For a general photo from AP News: Maryland’s sports wagering industry generated nearly $3 million in June. To date, Marylanders have bet more than $2.8 billion with sportsbooks. (AP Photo/Rich Pedroncelli)

By Megan Sayles,
AFRO Business Writer,

After former governor Larry Hogan signed HB0940, sports betting became legal in Maryland in 2021. Since then, retail and mobile sportsbooks have contributed more than $25 million in tax revenue to the state, and Marylanders have wagered more than $2.8 billion, according to revenue reports from the Maryland Lottery and Gaming Control Agency (MLGCA). 

This past June, sports betting generated $2.8 million alone.

“The state of Maryland’s share of sports wagering revenue goes to the Blueprint for Maryland’s Future, a comprehensive plan to increase public education funding. We have projected that when the sports wagering market is fully operational, it will contribute $25 million to $30 million per year to the blueprint,” said a spokesperson for the MLGCA. “There are still a number of mobile operators and retail locations that are planning to launch.”

The Blueprint for Maryland’s Future, legislation passed in 2021, is aimed at transforming the state’s public education system by increasing annual education funding by more than $3.8 billion over the next decade. 

Anticipated fiscal enhancements include beefing up funding for early childhood education, increasing the pool of diverse, high-quality teachers and providing more college and career readiness opportunities to students. 

Currently, 10 retail sportsbook facilities and 11 mobile sportsbooks operate in Maryland. They include big names like FanDuel and BetMGM and their revenues are taxed at 15 percent. 

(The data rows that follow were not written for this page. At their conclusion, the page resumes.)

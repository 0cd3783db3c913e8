//! Exam session state machine.
//!
//! # Invariants
//!
//! - **One direction only**: Setup -> InProgress -> Verification -> Completed.
//!   No state is revisited; there is no reset.
//!
//! - **Gate on entry**: InProgress is reachable only when every required
//!   capability check passed and both identity fields are non-empty.
//!
//! - **Termination is not a separate state**: a forced end travels the same
//!   path as a normal submission and is distinguished by `was_terminated`
//!   on `Completed`.
//!
//! - **Only InProgress accepts proctoring events.**
//!
//! Illegal transitions return [`TransitionError`] and leave state untouched.
//! All logic is pure and deterministic: no IO, no clock and no randomness.

use exw_schemas::{Capabilities, Identity};
use serde::{Deserialize, Serialize};

// ---------------------------------------------------------------------------
// Config
// ---------------------------------------------------------------------------

/// Which capability checks gate Setup -> InProgress.
#[derive(Clone, Debug, PartialEq, Eq, Serialize, Deserialize)]
pub struct SessionConfig {
    pub require_camera: bool,
    pub require_microphone: bool,
    pub require_face: bool,
    pub require_fullscreen: bool,
}

impl SessionConfig {
    pub fn defaults() -> Self {
        Self {
            require_camera: true,
            require_microphone: true,
            require_face: true,
            require_fullscreen: true,
        }
    }
}

// ---------------------------------------------------------------------------
// States
// ---------------------------------------------------------------------------

#[derive(Clone, Copy, Debug, PartialEq, Eq, Serialize, Deserialize)]
#[serde(tag = "state", rename_all = "snake_case")]
pub enum SessionState {
    Setup,
    InProgress,
    Verification,
    Completed { was_terminated: bool },
}

impl SessionState {
    pub fn as_str(&self) -> &'static str {
        match self {
            SessionState::Setup => "SETUP",
            SessionState::InProgress => "IN_PROGRESS",
            SessionState::Verification => "VERIFICATION",
            SessionState::Completed {
                was_terminated: false,
            } => "COMPLETED",
            SessionState::Completed {
                was_terminated: true,
            } => "TERMINATED",
        }
    }

    pub fn is_terminal(&self) -> bool {
        matches!(self, SessionState::Completed { .. })
    }
}

/// Why the exam stopped accepting events.
#[derive(Clone, Copy, Debug, PartialEq, Eq, Serialize, Deserialize)]
#[serde(rename_all = "SCREAMING_SNAKE_CASE")]
pub enum EndCause {
    TimeExpired,
    Submitted,
    /// Warning budget exhausted.
    Terminated,
}

/// A failed Setup -> InProgress gate item.
#[derive(Clone, Copy, Debug, PartialEq, Eq, Serialize, Deserialize)]
#[serde(rename_all = "SCREAMING_SNAKE_CASE")]
pub enum Precondition {
    Camera,
    Microphone,
    Face,
    Fullscreen,
    StudentName,
    StudentId,
}

// ---------------------------------------------------------------------------
// Errors
// ---------------------------------------------------------------------------

#[derive(Clone, Debug, PartialEq, Eq)]
pub enum TransitionError {
    /// The requested transition is not legal from the current state.
    IllegalTransition {
        from: SessionState,
        action: &'static str,
    },
    /// Setup gate refused: these checks failed.
    PreconditionsFailed { missing: Vec<Precondition> },
}

impl std::fmt::Display for TransitionError {
    fn fmt(&self, f: &mut std::fmt::Formatter<'_>) -> std::fmt::Result {
        match self {
            TransitionError::IllegalTransition { from, action } => {
                write!(f, "illegal session transition: {} + {}", from.as_str(), action)
            }
            TransitionError::PreconditionsFailed { missing } => {
                write!(f, "session preconditions failed: {:?}", missing)
            }
        }
    }
}

impl std::error::Error for TransitionError {}

// ---------------------------------------------------------------------------
// Gate
// ---------------------------------------------------------------------------

/// Every failed gate item, in a stable order. Empty means the gate passes.
pub fn check_preconditions(
    cfg: &SessionConfig,
    identity: &Identity,
    caps: &Capabilities,
) -> Vec<Precondition> {
    let mut missing = Vec::new();
    if cfg.require_camera && !caps.camera {
        missing.push(Precondition::Camera);
    }
    if cfg.require_microphone && !caps.microphone {
        missing.push(Precondition::Microphone);
    }
    if cfg.require_face && !caps.face {
        missing.push(Precondition::Face);
    }
    if cfg.require_fullscreen && !caps.fullscreen {
        missing.push(Precondition::Fullscreen);
    }
    if identity.student_name.trim().is_empty() {
        missing.push(Precondition::StudentName);
    }
    if identity.student_id.trim().is_empty() {
        missing.push(Precondition::StudentId);
    }
    missing
}

// ---------------------------------------------------------------------------
// Machine
// ---------------------------------------------------------------------------

/// One live instance per exam attempt.
#[derive(Clone, Debug, PartialEq, Eq)]
pub struct SessionMachine {
    cfg: SessionConfig,
    state: SessionState,
    identity: Option<Identity>,
    end_cause: Option<EndCause>,
    started_at_ms: Option<u64>,
    ended_at_ms: Option<u64>,
    completed_at_ms: Option<u64>,
}

impl SessionMachine {
    pub fn new(cfg: SessionConfig) -> Self {
        Self {
            cfg,
            state: SessionState::Setup,
            identity: None,
            end_cause: None,
            started_at_ms: None,
            ended_at_ms: None,
            completed_at_ms: None,
        }
    }

    pub fn state(&self) -> SessionState {
        self.state
    }

    pub fn identity(&self) -> Option<&Identity> {
        self.identity.as_ref()
    }

    pub fn end_cause(&self) -> Option<EndCause> {
        self.end_cause
    }

    pub fn started_at_ms(&self) -> Option<u64> {
        self.started_at_ms
    }

    pub fn ended_at_ms(&self) -> Option<u64> {
        self.ended_at_ms
    }

    pub fn completed_at_ms(&self) -> Option<u64> {
        self.completed_at_ms
    }

    /// Only InProgress accepts proctoring events.
    pub fn accepts_events(&self) -> bool {
        self.state == SessionState::InProgress
    }

    /// Setup -> InProgress.
    pub fn begin(
        &mut self,
        identity: Identity,
        caps: &Capabilities,
        ts_ms: u64,
    ) -> Result<(), TransitionError> {
        self.expect(SessionState::Setup, "begin")?;

        let missing = check_preconditions(&self.cfg, &identity, caps);
        if !missing.is_empty() {
            return Err(TransitionError::PreconditionsFailed { missing });
        }

        self.identity = Some(identity);
        self.started_at_ms = Some(ts_ms);
        self.state = SessionState::InProgress;
        Ok(())
    }

    /// InProgress -> Verification (timer, submission, or forced termination).
    pub fn end_exam(&mut self, cause: EndCause, ts_ms: u64) -> Result<(), TransitionError> {
        let action = match cause {
            EndCause::TimeExpired => "time_expired",
            EndCause::Submitted => "submit",
            EndCause::Terminated => "terminate",
        };
        self.expect(SessionState::InProgress, action)?;

        self.end_cause = Some(cause);
        self.ended_at_ms = Some(ts_ms);
        self.state = SessionState::Verification;
        Ok(())
    }

    /// Verification -> Completed. Returns the `was_terminated` flag.
    pub fn complete_verification(&mut self, ts_ms: u64) -> Result<bool, TransitionError> {
        self.expect(SessionState::Verification, "complete_verification")?;

        let was_terminated = self.end_cause == Some(EndCause::Terminated);
        self.completed_at_ms = Some(ts_ms);
        self.state = SessionState::Completed { was_terminated };
        Ok(was_terminated)
    }

    fn expect(&self, expected: SessionState, action: &'static str) -> Result<(), TransitionError> {
        if self.state != expected {
            return Err(TransitionError::IllegalTransition {
                from: self.state,
                action,
            });
        }
        Ok(())
    }
}
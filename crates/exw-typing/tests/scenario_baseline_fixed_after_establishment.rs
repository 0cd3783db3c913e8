use exw_typing::*;

/// Baseline flips to established exactly once, on the 20th valid interval,
/// and mean/std-dev never move afterwards.
#[test]
fn baseline_established_exactly_once_and_frozen() {
    let cfg = TypingConfig::defaults();
    let mut st = TypingState::new();

    let mut established_at = Vec::new();
    for i in 0..19u64 {
        // Invalid samples in between must not count toward the 20.
        observe_interval(&cfg, &mut st, -5.0);
        let d = observe_interval(&cfg, &mut st, 100.0 + (i % 5) as f64 * 10.0);
        assert!(d.is_accepted());
        if d.established_now {
            established_at.push(i);
        }
    }
    assert!(!st.baseline.established);
    assert_eq!(st.baseline.sample_count, 19);

    let d = observe_interval(&cfg, &mut st, 140.0);
    assert!(d.established_now);
    assert!(st.baseline.established);
    assert!(established_at.is_empty());

    let frozen = (st.baseline.mean_ms, st.baseline.std_dev_ms);
    assert!((frozen.0 - 120.0).abs() < 1e-9, "mean was {}", frozen.0);

    // Sustained very different input does not move the reference.
    for _ in 0..200 {
        let d = observe_interval(&cfg, &mut st, 400.0);
        assert!(!d.established_now);
    }
    assert_eq!((st.baseline.mean_ms, st.baseline.std_dev_ms), frozen);
    assert_eq!(st.baseline.sample_count, 220);
}

#[test]
fn baseline_interval_itself_is_not_checked_for_anomaly() {
    let cfg = TypingConfig::defaults();
    let mut st = TypingState::new();
    for _ in 0..19 {
        observe_interval(&cfg, &mut st, 150.0);
    }
    let d = observe_interval(&cfg, &mut st, 5.0);
    assert!(d.established_now);
    assert!(!d.anomalous);
    assert_eq!(st.baseline.anomaly_accumulator, 0.0);
}
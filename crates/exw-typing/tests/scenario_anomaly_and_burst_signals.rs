use exw_typing::*;

/// Baseline alternating 100/120ms => mean 110, std-dev 10, threshold 30.
fn established_state(cfg: &TypingConfig) -> TypingState {
    let mut st = TypingState::new();
    for i in 0..20 {
        let v = if i % 2 == 0 { 100.0 } else { 120.0 };
        observe_interval(cfg, &mut st, v);
    }
    assert!(st.baseline.established);
    assert_eq!(st.baseline.mean_ms, 110.0);
    assert_eq!(st.baseline.std_dev_ms, 10.0);
    st
}

fn anomalies(signals: &[TypingSignal]) -> usize {
    signals
        .iter()
        .filter(|s| matches!(s, TypingSignal::Anomaly { .. }))
        .count()
}

fn bursts(signals: &[TypingSignal]) -> usize {
    signals
        .iter()
        .filter(|s| matches!(s, TypingSignal::Burst { .. }))
        .count()
}

#[test]
fn anomaly_signal_needs_accumulator_above_five() {
    let cfg = TypingConfig::defaults();
    let mut st = established_state(&cfg);

    let mut emitted = 0;
    for n in 1..=11 {
        // Slow keystroke in between keeps the burst run from building.
        let d = observe_interval(&cfg, &mut st, 10.0);
        assert!(d.anomalous);
        emitted += anomalies(&d.signals);
        observe_interval(&cfg, &mut st, 110.0);

        if n == 10 {
            assert_eq!(emitted, 0, "accumulator at exactly 5.0 must not emit");
            assert_eq!(st.baseline.anomaly_accumulator, 5.0);
        }
    }
    assert_eq!(emitted, 1);
    assert_eq!(st.baseline.anomaly_accumulator, 0.0, "hysteresis reset");
}

#[test]
fn fast_but_plausible_interval_is_not_anomalous() {
    let cfg = TypingConfig::defaults();
    let mut st = established_state(&cfg);

    // 40ms deviates by 70 (> 30) but is not below the 30ms ceiling.
    let d = observe_interval(&cfg, &mut st, 40.0);
    assert!(!d.anomalous);
    assert_eq!(st.baseline.anomaly_accumulator, 0.0);
}

#[test]
fn ten_fast_intervals_emit_exactly_one_burst() {
    let cfg = TypingConfig::defaults();
    let mut st = TypingState::new();

    let mut total = 0;
    for i in 1..=10 {
        let d = observe_interval(&cfg, &mut st, 20.0);
        total += bursts(&d.signals);
        if i < 10 {
            assert_eq!(st.burst_run, i);
        }
    }
    assert_eq!(total, 1);
    assert_eq!(st.burst_run, 0);

    // 11th fast interval starts a fresh count.
    let d = observe_interval(&cfg, &mut st, 20.0);
    assert_eq!(bursts(&d.signals), 0);
    assert_eq!(st.burst_run, 1);
}

#[test]
fn burst_run_decays_and_floors_at_zero() {
    let cfg = TypingConfig::defaults();
    let mut st = TypingState::new();

    for _ in 0..5 {
        observe_interval(&cfg, &mut st, 30.0);
    }
    observe_interval(&cfg, &mut st, 200.0);
    observe_interval(&cfg, &mut st, 200.0);
    assert_eq!(st.burst_run, 3);

    for _ in 0..10 {
        observe_interval(&cfg, &mut st, 200.0);
    }
    assert_eq!(st.burst_run, 0);

    let mut total = 0;
    for _ in 0..10 {
        total += bursts(&observe_interval(&cfg, &mut st, 49.0).signals);
    }
    assert_eq!(total, 1);
}
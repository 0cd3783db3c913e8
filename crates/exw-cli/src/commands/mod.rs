//! Command handlers for `exw`.
//!
//! Shared config loading lives here; command-specific logic lives in the submodules.

pub mod audit;
pub mod replay;

use anyhow::{Context, Result};
use exw_config::{load_layered_yaml, report_unused_keys, LoadedConfig, UnusedKeyPolicy};
use exw_engine::EngineConfig;
use tracing::warn;

/// `exw config-hash`: hash + canonical JSON of the merged layers.
pub fn config_hash(paths: &[String]) -> Result<()> {
    let loaded = load_layered_yaml(paths)?;
    let unused = report_unused_keys(&loaded.config_json, UnusedKeyPolicy::Warn)?;
    println!("config_hash={}", loaded.config_hash);
    println!("unused_keys={}", unused.unused_leaf_pointers.len());
    println!("{}", loaded.canonical_json);
    Ok(())
}

/// Layers -> validated engine config. No layers means defaults.
pub fn load_engine_config(
    paths: &[String],
    strict: bool,
) -> Result<(EngineConfig, Option<LoadedConfig>)> {
    if paths.is_empty() {
        return Ok((EngineConfig::defaults(), None));
    }

    let loaded = load_layered_yaml(paths)?;
    let policy = if strict {
        UnusedKeyPolicy::Fail
    } else {
        UnusedKeyPolicy::Warn
    };
    let unused = report_unused_keys(&loaded.config_json, policy)?;
    for leaf in &unused.unused_leaf_pointers {
        warn!(pointer = %leaf, "config key is not read by the engine");
    }

    let cfg = EngineConfig::from_config_json(&loaded.config_json)
        .with_context(|| format!("invalid engine config (hash {})", loaded.config_hash))?;
    Ok((cfg, Some(loaded)))
}
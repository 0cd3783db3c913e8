//! Warning escalation policy.
//!
//! Check-and-increment happens inside one `&mut self` call, so two warnings
//! can never both observe "count == max - 1". Callers that share an engine
//! across tasks must still serialize access to it (the daemon holds it behind
//! a mutex).

use serde::{Deserialize, Serialize};

#[derive(Clone, Copy, Debug, PartialEq, Eq, Serialize, Deserialize)]
pub struct WarningBudget {
    /// Warnings raised so far. Keeps growing after exhaustion.
    pub count: u32,
    pub max: u32,
}

impl WarningBudget {
    pub fn remaining(&self) -> u32 {
        self.max.saturating_sub(self.count)
    }

    pub fn is_exhausted(&self) -> bool {
        self.count >= self.max
    }
}

/// One entry of the warning log.
#[derive(Clone, Debug, PartialEq, Eq, Serialize, Deserialize)]
pub struct WarningRecord {
    /// 1-based position in the log.
    pub number: u32,
    pub ts_ms: u64,
    pub title: String,
    pub message: String,
}

#[derive(Clone, Copy, Debug, PartialEq, Eq, Serialize, Deserialize)]
#[serde(rename_all = "SCREAMING_SNAKE_CASE")]
pub enum EscalationAction {
    /// Budget not yet exhausted.
    Continue,
    /// This warning exhausted the budget; caller must end the session.
    Terminate,
    /// Budget was already exhausted earlier; logged only.
    AlreadyTerminated,
}

#[derive(Clone, Copy, Debug, PartialEq, Eq, Serialize, Deserialize)]
pub struct EscalationDecision {
    pub action: EscalationAction,
    pub count: u32,
    pub remaining: u32,
}

impl EscalationDecision {
    pub fn requires_termination(&self) -> bool {
        self.action == EscalationAction::Terminate
    }
}

#[derive(Clone, Debug, PartialEq, Eq)]
pub struct EscalationState {
    budget: WarningBudget,
    log: Vec<WarningRecord>,
    terminate_fired: bool,
}

impl EscalationState {
    pub fn new(max_warnings: u32) -> Self {
        Self {
            budget: WarningBudget {
                count: 0,
                max: max_warnings,
            },
            log: Vec::new(),
            terminate_fired: false,
        }
    }

    pub fn budget(&self) -> WarningBudget {
        self.budget
    }

    pub fn terminate_fired(&self) -> bool {
        self.terminate_fired
    }

    /// Full warning log in raise order.
    pub fn log(&self) -> &[WarningRecord] {
        &self.log
    }

    /// Most-recent-first view capped at `limit`.
    pub fn recent(&self, limit: usize) -> Vec<WarningRecord> {
        self.log.iter().rev().take(limit).cloned().collect()
    }

    /// Increment, log, and decide. Terminate is returned at most once per session.
    pub fn raise_warning(
        &mut self,
        ts_ms: u64,
        title: impl Into<String>,
        message: impl Into<String>,
    ) -> EscalationDecision {
        self.budget.count = self.budget.count.saturating_add(1);
        self.log.push(WarningRecord {
            number: self.budget.count,
            ts_ms,
            title: title.into(),
            message: message.into(),
        });

        let action = if self.terminate_fired {
            EscalationAction::AlreadyTerminated
        } else if self.budget.is_exhausted() {
            self.terminate_fired = true;
            EscalationAction::Terminate
        } else {
            EscalationAction::Continue
        };

        EscalationDecision {
            action,
            count: self.budget.count,
            remaining: self.budget.remaining(),
        }
    }
}

#[cfg(test)]
mod tests {
    use super::*;

    #[test]
    fn terminate_fires_once_at_max() {
        let mut esc = EscalationState::new(5);
        let actions: Vec<_> = (0..8)
            .map(|i| esc.raise_warning(i * 1_000, "W", "m").action)
            .collect();
        assert_eq!(
            actions,
            vec![
                EscalationAction::Continue,
                EscalationAction::Continue,
                EscalationAction::Continue,
                EscalationAction::Continue,
                EscalationAction::Terminate,
                EscalationAction::AlreadyTerminated,
                EscalationAction::AlreadyTerminated,
                EscalationAction::AlreadyTerminated,
            ]
        );
        assert_eq!(esc.budget().count, 8);
        assert_eq!(esc.log().len(), 8);
    }

    #[test]
    fn recent_is_most_recent_first_and_capped() {
        let mut esc = EscalationState::new(5);
        for i in 0..4 {
            esc.raise_warning(i, format!("W{i}"), "m");
        }
        let recent = esc.recent(2);
        assert_eq!(recent.len(), 2);
        assert_eq!(recent[0].title, "W3");
        assert_eq!(recent[1].title, "W2");
    }
}
//! Pure data structures: the finished [`Car`] product and the [`CarSpec`] value set
//! used to configure builders.

pub mod car;
pub mod spec;

pub use car::*;
pub use spec::*;
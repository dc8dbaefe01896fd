//! # Framework Errors
//!
//! The builders themselves are infallible: a wrong value type is a compile error.
//! The only runtime failure comes from sharing a builder across threads through
//! [`SharedBuilder`](crate::runtime::SharedBuilder).

/// Errors that can occur while driving a builder.
#[derive(Debug, Clone, thiserror::Error, PartialEq)]
pub enum BuilderError {
    /// A thread panicked while holding the shared builder's lock, so its staged
    /// state may be half-written.
    #[error("Builder lock poisoned: {0}")]
    Poisoned(String),
}
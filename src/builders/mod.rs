//! Concrete staged builders and the [`Workbench`] they stage into.
//!
//! Each builder fixes the value every staging step assigns, so the same
//! [`Director`](crate::framework::Director) sequence yields a different car per builder.

pub mod custom;
pub mod sedan;
pub mod sports_car;
pub mod workbench;

pub use custom::*;
pub use sedan::*;
pub use sports_car::*;
pub use workbench::*;
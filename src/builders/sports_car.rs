use crate::builders::Workbench;
use crate::framework::StagedBuilder;
use crate::model::{Car, CarSpec};

/// Staged builder for a sports car: a `V8` engine, `4` wheels, painted `Red`.
///
/// Driven by the same [`Director`](crate::framework::Director) as
/// [`SedanBuilder`](crate::builders::SedanBuilder), it yields a different car.
#[derive(Debug, Default)]
pub struct SportsCarBuilder {
    bench: Workbench,
}

impl SportsCarBuilder {
    pub fn new() -> Self {
        Self::default()
    }
}

impl StagedBuilder for SportsCarBuilder {
    fn build_engine(&mut self) {
        self.bench.set_engine(CarSpec::sports_car().engine);
    }

    fn build_wheels(&mut self) {
        self.bench.set_wheels(CarSpec::sports_car().wheels);
    }

    fn build_color(&mut self) {
        self.bench.set_color(CarSpec::sports_car().color);
    }

    fn finalize(&self) -> Car {
        self.bench.snapshot()
    }

    fn reset(&mut self) {
        self.bench.clear();
    }
}

#[cfg(test)]
mod tests {
    use super::*;
    use crate::builders::SedanBuilder;
    use crate::framework::Director;

    #[test]
    fn test_swapping_builder_changes_product() {
        let mut sedan = SedanBuilder::new();
        let mut sports = SportsCarBuilder::new();

        let sedan_car = Director::new(&mut sedan).construct_product();
        let sports_car = Director::new(&mut sports).construct_product();

        assert_ne!(sedan_car, sports_car);
        assert_eq!(sports_car, Car::assemble("V8", 4, "Red"));
    }

    #[test]
    fn test_reset_then_restage() {
        let mut builder = SportsCarBuilder::new();
        Director::new(&mut builder).construct();

        builder.reset();
        assert_eq!(builder.finalize(), Car::default());

        builder.build_color();
        assert_eq!(builder.finalize(), Car::assemble("", 0, "Red"));
    }
}
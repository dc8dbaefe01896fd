//! # Mock Framework
//!
//! Utilities for testing code that drives a [`StagedBuilder`].
//!
//! [`RecordingBuilder`] stages values from a [`CarSpec`] like a real builder, and also
//! records every call it receives. Tests can inspect the log with
//! [`calls`](RecordingBuilder::calls) or declare the expected sequence up front and
//! [`verify`](RecordingBuilder::verify) it.
//!
//! This module is compiled into the library (not behind `#[cfg(test)]`) so integration
//! tests can use it too.

use crate::builders::Workbench;
use crate::framework::StagedBuilder;
use crate::model::{Car, CarSpec};
use std::sync::{Arc, Mutex, PoisonError};

/// One call received by a [`RecordingBuilder`].
#[derive(Debug, Clone, Copy, PartialEq, Eq)]
pub enum Step {
    Engine,
    Wheels,
    Color,
    Finalize,
    Reset,
}

/// The order a [`Director`](crate::framework::Director) must follow.
pub const DIRECTOR_SEQUENCE: [Step; 3] = [Step::Engine, Step::Wheels, Step::Color];

/// A staged builder that records the calls it receives.
///
/// # Example
/// ```
/// use builder_recipe::framework::mock::{RecordingBuilder, DIRECTOR_SEQUENCE};
/// use builder_recipe::framework::Director;
///
/// let mut builder = RecordingBuilder::default();
/// builder.expect_sequence(&DIRECTOR_SEQUENCE);
///
/// Director::new(&mut builder).construct();
/// builder.verify(); // Panics if the director deviated
/// ```
#[derive(Debug, Default)]
pub struct RecordingBuilder {
    spec: CarSpec,
    bench: Workbench,
    calls: Arc<Mutex<Vec<Step>>>,
    expected: Vec<Step>,
    panic_on: Option<Step>,
}

impl RecordingBuilder {
    /// Creates a recording builder that stages the values of `spec`.
    pub fn new(spec: CarSpec) -> Self {
        Self {
            spec,
            ..Self::default()
        }
    }

    /// Makes the builder panic when it receives `step`, after recording it.
    ///
    /// Used to simulate a holder that dies while a lock on the builder is held.
    pub fn panic_on(mut self, step: Step) -> Self {
        self.panic_on = Some(step);
        self
    }

    /// Declares the exact sequence of calls [`verify`](Self::verify) will check for.
    pub fn expect_sequence(&mut self, steps: &[Step]) {
        self.expected = steps.to_vec();
    }

    /// Returns a copy of every call received so far, in order.
    pub fn calls(&self) -> Vec<Step> {
        self.calls
            .lock()
            .unwrap_or_else(PoisonError::into_inner)
            .clone()
    }

    /// Returns a handle to the call log that stays valid after the builder moves
    /// (e.g. into a [`SharedBuilder`](crate::runtime::SharedBuilder)).
    pub fn call_log(&self) -> Arc<Mutex<Vec<Step>>> {
        self.calls.clone()
    }

    /// Verifies that the recorded calls match the declared sequence.
    pub fn verify(&self) {
        let calls = self.calls();
        if calls != self.expected {
            panic!(
                "Call sequence mismatch. Expected {:?}, got {:?}",
                self.expected, calls
            );
        }
    }

    fn record(&self, step: Step) {
        self.calls
            .lock()
            .unwrap_or_else(PoisonError::into_inner)
            .push(step);
        if self.panic_on == Some(step) {
            panic!("RecordingBuilder told to panic on {:?}", step);
        }
    }
}

impl StagedBuilder for RecordingBuilder {
    fn build_engine(&mut self) {
        self.record(Step::Engine);
        self.bench.set_engine(self.spec.engine.clone());
    }

    fn build_wheels(&mut self) {
        self.record(Step::Wheels);
        self.bench.set_wheels(self.spec.wheels);
    }

    fn build_color(&mut self) {
        self.record(Step::Color);
        self.bench.set_color(self.spec.color.clone());
    }

    fn finalize(&self) -> Car {
        self.record(Step::Finalize);
        self.bench.snapshot()
    }

    fn reset(&mut self) {
        self.record(Step::Reset);
        self.bench.clear();
    }
}

#[cfg(test)]
mod tests {
    use super::*;
    use crate::framework::Director;

    #[test]
    fn test_records_director_order() {
        let mut builder = RecordingBuilder::new(CarSpec::sedan());
        builder.expect_sequence(&[Step::Engine, Step::Wheels, Step::Color, Step::Finalize]);

        let car = Director::new(&mut builder).construct_product();

        builder.verify();
        assert_eq!(car, Car::assemble("V6", 4, "Black"));
    }

    #[test]
    fn test_each_construct_repeats_full_sequence() {
        let mut builder = RecordingBuilder::default();
        {
            let mut director = Director::new(&mut builder);
            director.construct();
            director.construct();
        }

        let mut expected = DIRECTOR_SEQUENCE.to_vec();
        expected.extend(DIRECTOR_SEQUENCE);
        assert_eq!(builder.calls(), expected);
    }

    #[test]
    #[should_panic(expected = "Call sequence mismatch")]
    fn test_verify_detects_mismatch() {
        let mut builder = RecordingBuilder::default();
        builder.expect_sequence(&DIRECTOR_SEQUENCE);

        builder.build_color();
        builder.verify();
    }

    #[test]
    #[should_panic(expected = "told to panic on Wheels")]
    fn test_panic_on_step() {
        let mut builder = RecordingBuilder::default().panic_on(Step::Wheels);
        Director::new(&mut builder).construct();
    }
}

While some have concerns about government-sanctioned sports betting contributing to problem gambling, budget analysts point to the extra funding and tax revenue that can be generated from the practice. Legalization has also created jobs in the sports betting industry, although the MLGCA said it’s difficult to determine how many. 

“To provide some perspective, public education benefits quite substantially from casino gaming. Revenue from slot machines and table games at Maryland’s six casinos contributed more than $832 million to the Maryland Education Trust Fund in fiscal year 2022,” said a spokesperson for the MLGCA. “Since the inception of Maryalnd’s casino gaming program in September 2010, the casinos have generated more than $5.2 billion for the Education Trust Fund. Sports wagering has never been expected to generate anywhere near those levels, but over time, it will provide an ongoing contribution to public education.”

According to a recent report from the Maryland Center of Excellence on Problem Gambling, African Americans and Hispanics have a higher risk for problem gambling. In 2020, 10.7 percent of African Americans had a gambling disorder compared to 5.6 percent of their White counterparts. 

Les Bernal, national director of Stop Predatory Gambling, said he considers state-sanctioned gambling to be a form of institutionalized racism. His organization exists to protect consumers from exploitative gambling operators. 

“Not only are people losing huge sums of money and experiencing life-changing financial losses, but a disproportionate amount of this money is coming from Black and Brown folks,” said Bernal. “Low-income people play this the most and most low-income people in this country are Black and Brown folks.”

Bernal added that gambling companies target low-income neighborhoods, along with young adults, with advertisements.

The MLGCA said it strongly encourages and supports responsible play, and that there are several provisions in place for problem gambling. 

“Maryland’s six casinos are required to pay annual assessments of $425 per slot machine and $500 per table game to the state’s Problem Gambling Fund. In fiscal year 2022, these assessments totaled more than $4.4 million,” said a spokesperson for the MLGCA. “In addition, expired sports wagering prizes are contributed to the Problem Gambling Fund.”

The Maryland Center of Excellence on Problem Gambling uses the money to provide disordered gamblers with assessment and treatment services from licensed counselors at no cost. 

Bernal said he does not think these efforts are enough.  

“Gambling addiction has the highest rate of suicide of any addiction,” said Bernal. “If you get addicted, you lie to so many people and it’s embarrassing because the industry frames it as though the product is not known to be addictive.” 

He expects that Maryland’s mobile sports betting will attract more first-time gamblers and young adults, putting them at risk for problem gambling. 

“You don’t even have to physically go into the casino anymore. If you’re somebody who’s hesitant because you didn’t want to travel or be seen in a casino, now you can sit at home, and no one would know that you’re doing it,” said Bernal. “You can hide your addiction, which makes it even more dangerous.” 

Megan Sayles is a Report for America Corps member.